One thousand one hundred ninety-three DNA samples from UKHLS were bisulfite-treated using Zymo EZ 96 DNA methylation kit (Zymo Research) according to the manufacturer’s protocol. DNA methylation levels were assessed on an Illumina HiScan System (Illumina) using the Illumina Infinium Epic Methylation BeadChip, and samples were randomly assigned to chips and plates to minimize batch effects. Furthermore, in order to resolve any experimental inconsistencies, and to approve data quality, a fully methylated control (CpG Methylated HeLa Genomic DNA; New England BioLabs, MA, USA) was included in a random position on each plate. Raw signal intensities and probes for UKHLS were extracted using Illumina Genome Studio software and were transformed into beta values using the Bioconductor bigmelon package (https://doi.org/10.18129/B9.bioc.bigmelon) [49]. These were later normalized using dasen function from the wateRmelon package [48]. After QC, a final n of 1175 was reached.

DNA methylation age prediction

DNA methylation (DNAm) age was assessed for all samples of the London and Mt Sinai datasets on the R statistical environment (R Development Core Team, 2015) using the script provided by Horvath [8] as well as through the online DNAm Age Calculator (https://dnamage.genetics.ucla.edu/).

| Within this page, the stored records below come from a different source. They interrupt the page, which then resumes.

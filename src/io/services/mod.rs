//! Import and export service implementations.
//!
//! Orchestrates format parsing, validation, and storage operations.

pub mod export;
pub mod import;

pub use export::{ExportResult, ExportService, column_layout};
pub use import::{ImportOptions, ImportResult, ImportService, LoadedTable};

These methods predicted age based on the DNAm coefficients of 353 CpG sites. The model (although not the custom normalization method) is also implemented in the agep() function of the wateRmelon package (version 1.17.0). This is expected to perform very similarly to the original Horvath protocol as long as reasonable preprocessing steps are used. A BA plot demonstrates that this is the case for the AD study samples (Additional file 1: Figure S1). The differences are small (sd of difference 1.8 years) and approximately normally distributed. The agep() function was used to predict the ages of the UKHLS samples for this study.

To maximize the number of brain samples included in our assessment of age prediction, publicly available 450KMethylation brain tissue datasets obtained from GEO (GSE40360, GSE53162, GSE59457, GSE61380, GSE61431, GSE67748, GSE67749, and GSE89702 [50,51,52,53,54,55,56,57,58,59,60]) along with the London and Mount Sinai cohorts were analyzed (Additional file 1: Table S1).